Methods: Patients (N = 659) aged between 50 and 65 years who had first-time aortic valve replacement (AVR) and/or mitral valve replacement (MVR) with contemporary prostheses were followed prospectively after surgery. The total follow-up was 3,402 patient-years (mean 5.1 +/- 4.1 years; maximum 18.3 years). Outcomes were examined with multivariate actuarial methods. A composite outcome of major adverse prosthesis-related events (MAPE) was defined as the occurrence of reoperation, endocarditis, major bleeding, or thromboembolism.
Results: Ten-year survival was 73.2 +/- 4.2% after mechanical AVR, 75.1 +/- 12.6% after bioprosthetic AVR, 74.1 +/- 4.6% after mechanical MVR, and 77.9 +/- 7.4% after bioprosthetic MVR (P=NS).
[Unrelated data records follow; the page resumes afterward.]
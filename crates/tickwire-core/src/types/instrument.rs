//! Instrument identifiers — normalized (base, quote) currency pairs.
//!
//! The upstream feed addresses instruments as delimited strings such as
//! `"BTC_ETH"`. Parsing is strict and typed: a malformed wire string is
//! distinguishable (via [`PairParseError`]) from a well-formed pair that the
//! adapter simply does not recognize — the latter is a membership question
//! answered against the configured instrument universe, not a parse failure.

use serde::{Deserialize, Serialize};
use thiserror::Error;

/// Maximum length of a single asset code (e.g. `"BTC"`).
const MAX_CODE_LEN: usize = 10;

/// A normalized (base, quote) asset pair with value equality.
///
/// Codes are stored upper-cased, so `"btc_eth"` and `"BTC_ETH"` parse to
/// equal values. Displays as `BASE/QUOTE`.
#[derive(Debug, Clone, PartialEq, Eq, Hash, Serialize, Deserialize)]
pub struct CurrencyPair {
    base: String,
    quote: String,
}

/// Why a wire string failed to parse as a [`CurrencyPair`].
#[derive(Debug, Clone, PartialEq, Eq, Error)]
pub enum PairParseError {
    #[error("missing delimiter in pair string `{0}`")]
    MissingDelimiter(String),

    #[error("empty asset code in pair string `{0}`")]
    EmptyCode(String),

    #[error("invalid asset code `{code}` in pair string `{pair}`")]
    InvalidCode { pair: String, code: String },
}

impl CurrencyPair {
    /// Build a pair from two asset codes, normalizing to upper case.
    pub fn new(base: impl Into<String>, quote: impl Into<String>) -> Self {
        Self {
            base: base.into().to_ascii_uppercase(),
            quote: quote.into().to_ascii_uppercase(),
        }
    }

    /// Parse a wire pair string such as `"BTC_ETH"` or `"BTC-ETH"`.
    ///
    /// Exactly one delimiter must be present and both halves must be
    /// non-empty ASCII-alphanumeric codes of at most 10 characters.
    pub fn parse(s: &str) -> Result<Self, PairParseError> {
        let delim = s
            .find(['_', '-'])
            .ok_or_else(|| PairParseError::MissingDelimiter(s.to_string()))?;

        let (base, quote) = (&s[..delim], &s[delim + 1..]);
        for code in [base, quote] {
            if code.is_empty() {
                return Err(PairParseError::EmptyCode(s.to_string()));
            }
            if code.len() > MAX_CODE_LEN || !code.chars().all(|c| c.is_ascii_alphanumeric()) {
                return Err(PairParseError::InvalidCode {
                    pair: s.to_string(),
                    code: code.to_string(),
                });
            }
        }

        Ok(Self::new(base, quote))
    }

    pub fn base(&self) -> &str {
        &self.base
    }

    pub fn quote(&self) -> &str {
        &self.quote
    }

    /// Wire form with underscore delimiter (e.g. `"BTC_ETH"`).
    pub fn wire_symbol(&self) -> String {
        format!("{}_{}", self.base, self.quote)
    }
}

impl std::fmt::Display for CurrencyPair {
    fn fmt(&self, f: &mut std::fmt::Formatter<'_>) -> std::fmt::Result {
        write!(f, "{}/{}", self.base, self.quote)
    }
}

#[cfg(test)]
mod tests {
    use super::*;

    #[test]
    fn parse_underscore_form() {
        let pair = CurrencyPair::parse("BTC_ETH").unwrap();
        assert_eq!(pair.base(), "BTC");
        assert_eq!(pair.quote(), "ETH");
        assert_eq!(pair.to_string(), "BTC/ETH");
        assert_eq!(pair.wire_symbol(), "BTC_ETH");
    }

    #[test]
    fn parse_is_case_insensitive() {
        assert_eq!(
            CurrencyPair::parse("btc_eth").unwrap(),
            CurrencyPair::new("BTC", "ETH"),
        );
    }

    #[test]
    fn parse_dash_form() {
        let pair = CurrencyPair::parse("BTC-USDT").unwrap();
        assert_eq!(pair.quote(), "USDT");
    }

    #[test]
    fn missing_delimiter_is_typed() {
        assert_eq!(
            CurrencyPair::parse("BTCETH"),
            Err(PairParseError::MissingDelimiter("BTCETH".to_string())),
        );
    }

    #[test]
    fn empty_code_rejected() {
        assert!(matches!(
            CurrencyPair::parse("BTC_"),
            Err(PairParseError::EmptyCode(_)),
        ));
        assert!(matches!(
            CurrencyPair::parse("_ETH"),
            Err(PairParseError::EmptyCode(_)),
        ));
    }

    #[test]
    fn oversized_or_symbolic_code_rejected() {
        assert!(matches!(
            CurrencyPair::parse("BTC_AVERYLONGCODE"),
            Err(PairParseError::InvalidCode { .. }),
        ));
        assert!(matches!(
            CurrencyPair::parse("BT%_ETH"),
            Err(PairParseError::InvalidCode { .. }),
        ));
    }

    #[test]
    fn value_equality() {
        assert_eq!(
            CurrencyPair::parse("BTC_ETH").unwrap(),
            CurrencyPair::parse("BTC_ETH").unwrap(),
        );
        assert_ne!(
            CurrencyPair::parse("BTC_ETH").unwrap(),
            CurrencyPair::parse("ETH_BTC").unwrap(),
        );
    }
}
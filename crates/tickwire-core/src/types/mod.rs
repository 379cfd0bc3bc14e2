//! Core data types flowing through the adapter.

pub mod feed;
pub mod instrument;
pub mod tick;

pub use feed::FeedKind;
pub use instrument::{CurrencyPair, PairParseError};
pub use tick::Tick;
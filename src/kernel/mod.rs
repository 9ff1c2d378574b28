//! Kernel lifecycle contract
//!
//! A kernel is a single computational node in a Lumigraph graph, driven by
//! the host runtime through a fixed lifecycle:
//!
//! ```text
//! init     once per instantiation   decode config into typed private state
//! prepare  once after graph build   validate config, fix output shapes
//! eval     once per graph run       compute, repeatable any number of times
//! drop     once                     release private state
//! ```
//!
//! State the kernel needs across callbacks lives on the kernel struct itself;
//! there is no opaque user-data pointer to cast. Shared collaborators such as
//! the resource registry are injected through [`KernelContext`] instead of
//! being recovered from the runtime's internals.

pub mod hashtable;

// Re-exports
pub use hashtable::{HashtableKernel, HashtableParams, OP_HASHTABLE};

use crate::error::{KernelError, Result};
use crate::resource::ResourceRegistry;
use crate::tensor::Tensor;
use std::sync::Arc;

/// Per-invocation context handed to every lifecycle callback
///
/// Carries the graph-scoped collaborators a kernel may touch. Cloning is
/// cheap; the registry handle is shared.
#[derive(Debug, Clone)]
pub struct KernelContext {
    registry: Arc<ResourceRegistry>,
}

impl KernelContext {
    /// Create a context over the graph's resource registry
    pub fn new(registry: Arc<ResourceRegistry>) -> Self {
        Self { registry }
    }

    /// The resource registry owned by the enclosing graph
    pub fn registry(&self) -> &ResourceRegistry {
        &self.registry
    }
}

/// A node's declared tensors, as wired by the graph loader
#[derive(Debug)]
pub struct Node {
    inputs: Vec<Tensor>,
    outputs: Vec<Tensor>,
}

impl Node {
    /// Create a node with the given input and output tensors
    pub fn new(inputs: Vec<Tensor>, outputs: Vec<Tensor>) -> Self {
        Self { inputs, outputs }
    }

    /// Number of declared inputs
    pub fn num_inputs(&self) -> usize {
        self.inputs.len()
    }

    /// Number of declared outputs
    pub fn num_outputs(&self) -> usize {
        self.outputs.len()
    }

    /// Input tensor at `index`
    pub fn input(&self, index: usize) -> Result<&Tensor> {
        self.inputs
            .get(index)
            .ok_or_else(|| KernelError::Validation(format!("No input tensor at index {index}")))
    }

    /// Output tensor at `index`
    pub fn output(&self, index: usize) -> Result<&Tensor> {
        self.outputs
            .get(index)
            .ok_or_else(|| KernelError::Validation(format!("No output tensor at index {index}")))
    }

    /// Mutable output tensor at `index`
    pub fn output_mut(&mut self, index: usize) -> Result<&mut Tensor> {
        self.outputs
            .get_mut(index)
            .ok_or_else(|| KernelError::Validation(format!("No output tensor at index {index}")))
    }
}

/// Lifecycle contract implemented by every kernel
///
/// The runtime drives a single boxed instance through the callbacks in
/// order, so the state `init` builds is exactly the state `prepare` and
/// `eval` observe. Releasing is `Drop`.
pub trait Kernel: Send {
    /// Operation name this kernel implements
    fn op_name(&self) -> &'static str;

    /// Decode the serialized config and store it as private state
    fn init(&mut self, ctx: &KernelContext, raw_config: &[u8]) -> Result<()>;

    /// Validate the configuration and fix the node's output shapes
    ///
    /// Runs exactly once, after every kernel in the graph has been
    /// instantiated. Must not touch shared resources.
    fn prepare(&mut self, ctx: &KernelContext, node: &mut Node) -> Result<()>;

    /// Execute for one graph invocation
    ///
    /// Called once per graph run, any number of times over the kernel's
    /// life. Must be idempotent with respect to shared resources.
    fn eval(&mut self, ctx: &KernelContext, node: &mut Node) -> Result<()>;
}

/// Factory descriptor the runtime registers kernels under
///
/// Separates plan-time registration from runtime instances: the graph loader
/// looks up the descriptor by operation name and calls the factory once per
/// node that references it.
pub struct KernelRegistration {
    /// Operation name in the graph model
    pub op_name: &'static str,

    /// Construct a fresh, uninitialized kernel instance
    pub factory: fn() -> Box<dyn Kernel>,
}

impl KernelRegistration {
    /// Instantiate a kernel for one graph node
    pub fn create(&self) -> Box<dyn Kernel> {
        (self.factory)()
    }
}

/// Registration descriptor for the hashtable kernel
pub fn register_hashtable() -> KernelRegistration {
    KernelRegistration {
        op_name: OP_HASHTABLE,
        factory: || Box::new(HashtableKernel::new()),
    }
}

#[cfg(test)]
mod tests {
    use super::*;
    use crate::types::TensorType;

    #[test]
    fn test_registration_creates_named_kernel() {
        let registration = register_hashtable();
        assert_eq!(registration.op_name, OP_HASHTABLE);

        let kernel = registration.create();
        assert_eq!(kernel.op_name(), OP_HASHTABLE);
    }

    #[test]
    fn test_node_tensor_access() {
        let mut node = Node::new(vec![], vec![Tensor::new(TensorType::Int32, vec![1], 4)]);

        assert_eq!(node.num_inputs(), 0);
        assert_eq!(node.num_outputs(), 1);
        assert!(node.input(0).is_err());
        assert!(node.output(0).is_ok());
        assert!(node.output_mut(1).is_err());
    }
}
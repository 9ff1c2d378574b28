//! Error types for kernel lifecycle and resource management

use crate::types::TensorType;
use thiserror::Error;

/// Result type for kernel operations
pub type Result<T> = std::result::Result<T, KernelError>;

/// Errors that can occur across a kernel's lifecycle
///
/// The host runtime treats any error from `prepare` or `eval` as a failed
/// graph run; the variants exist so callers can tell a bad model file apart
/// from a resource conflict discovered at execution time.
#[derive(Debug, Error)]
pub enum KernelError {
    #[error("Failed to decode kernel config: {0}")]
    ConfigDecode(#[from] serde_json::Error),

    #[error("Missing required attribute: {0}")]
    MissingAttribute(String),

    #[error("Invalid attribute value: {0}")]
    InvalidAttribute(String),

    #[error("Unknown tensor type code: {0}")]
    UnknownTypeCode(i32),

    #[error("Validation failed: {0}")]
    Validation(String),

    #[error("Unsupported key/value type pair: ({0:?}, {1:?})")]
    UnsupportedTypePair(TensorType, TensorType),

    #[error("Tensor error: {0}")]
    Tensor(String),

    #[error("Resource conflict for identity {identity}: {reason}")]
    ResourceConflict { identity: i32, reason: String },
}
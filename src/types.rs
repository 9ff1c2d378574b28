//! Tensor element types shared across the kernel runtime
//!
//! Serialized models refer to element types by integer code; kernels work
//! with the semantic [`TensorType`] enumeration. The codes follow the
//! graph-model schema and must not be renumbered.

use crate::error::{KernelError, Result};
use serde::{Deserialize, Serialize};

/// Element type of a tensor
///
/// Only the types that hashtable-family kernels can declare are listed here;
/// the wire codes leave room for the rest of the schema.
#[derive(Debug, Clone, Copy, PartialEq, Eq, Hash, Serialize, Deserialize)]
pub enum TensorType {
    /// 32-bit floating point
    Float32,
    /// 32-bit signed integer
    Int32,
    /// 64-bit signed integer
    Int64,
    /// Variable-length UTF-8 text
    Str,
    /// Boolean
    Bool,
    /// Handle to a shared resource, stored as a 32-bit identity
    Resource,
}

impl TensorType {
    /// Convert a serialized type code into a semantic type tag
    pub fn from_code(code: i32) -> Result<Self> {
        match code {
            0 => Ok(Self::Float32),
            2 => Ok(Self::Int32),
            4 => Ok(Self::Int64),
            5 => Ok(Self::Str),
            6 => Ok(Self::Bool),
            13 => Ok(Self::Resource),
            other => Err(KernelError::UnknownTypeCode(other)),
        }
    }

    /// The serialized type code for this tag
    pub fn code(self) -> i32 {
        match self {
            Self::Float32 => 0,
            Self::Int32 => 2,
            Self::Int64 => 4,
            Self::Str => 5,
            Self::Bool => 6,
            Self::Resource => 13,
        }
    }
}

#[cfg(test)]
mod tests {
    use super::*;

    #[test]
    fn test_code_round_trip() {
        for ty in [
            TensorType::Float32,
            TensorType::Int32,
            TensorType::Int64,
            TensorType::Str,
            TensorType::Bool,
            TensorType::Resource,
        ] {
            assert_eq!(TensorType::from_code(ty.code()).unwrap(), ty);
        }
    }

    #[test]
    fn test_unknown_code() {
        let err = TensorType::from_code(99).unwrap_err();
        assert!(matches!(err, KernelError::UnknownTypeCode(99)));
    }
}
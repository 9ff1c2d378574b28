//! Graph-scoped resource registry with idempotent creation
//!
//! The registry maps 32-bit resource identities to shared hash-table
//! resources. It is owned by the graph (or a set of related graphs), not by
//! any kernel instance, so entries outlive the kernels that created them.
//!
//! `create_if_absent` is the only mutating operation kernels in this crate
//! use. Its probe-and-insert runs under a single mutex acquisition, so two
//! evals racing on the same identity from different threads create exactly
//! one entry and neither observes a partially constructed resource.

use crate::error::{KernelError, Result};
use crate::resource::hashtable::HashtableResource;
use crate::types::TensorType;
use parking_lot::Mutex;
use rustc_hash::FxHashMap;
use std::collections::hash_map::Entry;
use std::sync::Arc;
use tracing::{debug, trace};

/// Shared mapping from resource identity to hash-table resource
#[derive(Debug, Default)]
pub struct ResourceRegistry {
    entries: Mutex<FxHashMap<i32, Arc<HashtableResource>>>,
}

impl ResourceRegistry {
    /// Create an empty registry
    pub fn new() -> Self {
        Self::default()
    }

    /// Create the table for `identity` if no entry exists, otherwise verify
    /// the existing entry and leave it untouched
    ///
    /// Idempotent: calling any number of times with the same arguments has no
    /// observable effect after the first successful call. An existing entry
    /// whose recorded name or declared types differ from the request is a
    /// [`KernelError::ResourceConflict`]; that covers both a name re-declared
    /// with different types and two distinct names colliding on one identity.
    pub fn create_if_absent(
        &self,
        identity: i32,
        name: &str,
        key_type: TensorType,
        value_type: TensorType,
    ) -> Result<Arc<HashtableResource>> {
        let mut entries = self.entries.lock();
        match entries.entry(identity) {
            Entry::Occupied(existing) => {
                let resource = existing.get();
                if !resource.matches(name, key_type, value_type) {
                    return Err(KernelError::ResourceConflict {
                        identity,
                        reason: format!(
                            "entry created for table '{}' as ({:?}, {:?}), requested for table '{}' as ({:?}, {:?})",
                            resource.name(),
                            resource.key_type(),
                            resource.value_type(),
                            name,
                            key_type,
                            value_type
                        ),
                    });
                }
                trace!(identity, table = name, "hashtable resource already registered");
                Ok(Arc::clone(resource))
            }
            Entry::Vacant(slot) => {
                let resource = Arc::new(HashtableResource::new(name, key_type, value_type)?);
                debug!(
                    identity,
                    table = name,
                    ?key_type,
                    ?value_type,
                    "registered hashtable resource"
                );
                slot.insert(Arc::clone(&resource));
                Ok(resource)
            }
        }
    }

    /// Look up the resource registered under `identity`
    pub fn get(&self, identity: i32) -> Option<Arc<HashtableResource>> {
        self.entries.lock().get(&identity).cloned()
    }

    /// Whether an entry exists for `identity`
    pub fn contains(&self, identity: i32) -> bool {
        self.entries.lock().contains_key(&identity)
    }

    /// Number of registered resources
    pub fn len(&self) -> usize {
        self.entries.lock().len()
    }

    /// Whether the registry has no entries
    pub fn is_empty(&self) -> bool {
        self.entries.lock().is_empty()
    }
}

#[cfg(test)]
mod tests {
    use super::*;

    #[test]
    fn test_create_then_reuse() {
        let registry = ResourceRegistry::new();

        let first = registry
            .create_if_absent(42, "vocab", TensorType::Int64, TensorType::Str)
            .unwrap();
        let second = registry
            .create_if_absent(42, "vocab", TensorType::Int64, TensorType::Str)
            .unwrap();

        assert!(Arc::ptr_eq(&first, &second));
        assert_eq!(registry.len(), 1);
    }

    #[test]
    fn test_conflict_on_different_types() {
        let registry = ResourceRegistry::new();
        registry
            .create_if_absent(42, "vocab", TensorType::Int64, TensorType::Str)
            .unwrap();

        let err = registry
            .create_if_absent(42, "vocab", TensorType::Str, TensorType::Int64)
            .unwrap_err();
        assert!(matches!(err, KernelError::ResourceConflict { identity: 42, .. }));

        // The original entry is untouched.
        assert_eq!(registry.get(42).unwrap().key_type(), TensorType::Int64);
    }

    #[test]
    fn test_conflict_on_identity_collision() {
        // Two different names forced onto one identity must not alias.
        let registry = ResourceRegistry::new();
        registry
            .create_if_absent(7, "first", TensorType::Int64, TensorType::Str)
            .unwrap();

        let err = registry
            .create_if_absent(7, "second", TensorType::Int64, TensorType::Str)
            .unwrap_err();
        assert!(matches!(err, KernelError::ResourceConflict { .. }));
        assert_eq!(registry.len(), 1);
    }

    #[test]
    fn test_concurrent_create_yields_one_entry() {
        let registry = Arc::new(ResourceRegistry::new());

        let handles: Vec<_> = (0..8)
            .map(|_| {
                let registry = Arc::clone(&registry);
                std::thread::spawn(move || {
                    registry
                        .create_if_absent(1, "shared", TensorType::Str, TensorType::Int64)
                        .unwrap()
                })
            })
            .collect();

        let resources: Vec<_> = handles.into_iter().map(|h| h.join().unwrap()).collect();
        assert_eq!(registry.len(), 1);
        for resource in &resources[1..] {
            assert!(Arc::ptr_eq(&resources[0], resource));
        }
    }
}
Ten-year reoperation rates were 35.4% and 21.3% with aortic and mitral bioprostheses, respectively. Major bleeding occurred more often following mechanical MVR (hazard ratio [HR]: 3.3; 95% confidence interval [CI] 1.2, 9.0; P = 0.022), and the incidence of any thromboembolic event was more common after mechanical MVR (HR: 4.7; CI 1.4, 13.3; P = 0.01). Overall freedom from MAPE at 10 years was 70.2 +/- 4.1% for mechanical AVR patients, 41.0+/-30.3% for bioprosthetic AVR patients, 53.3 +/- 8.8% for mechanical MVR patients, and 61.2 +/- 9.2% for bioprosthetic MVR patients. Although a trend existed towards more MAPE amongst middle-age patients with tissue valves, multivariate analysis did not identify the presence of a bioprosthesis as an independent risk factor for MAPE (HR: 1.3; CI 0.9, 2.0; P = 0.22).
Conclusions: In middle-aged patients, MAPE may occur more often in patients with bioprosthetic valves, but definitive conclusions necessitate the accumulation of additional follow-up. At present, these data do not support lowering the usual cutoff for implantation of a tissue valve below the age of 65.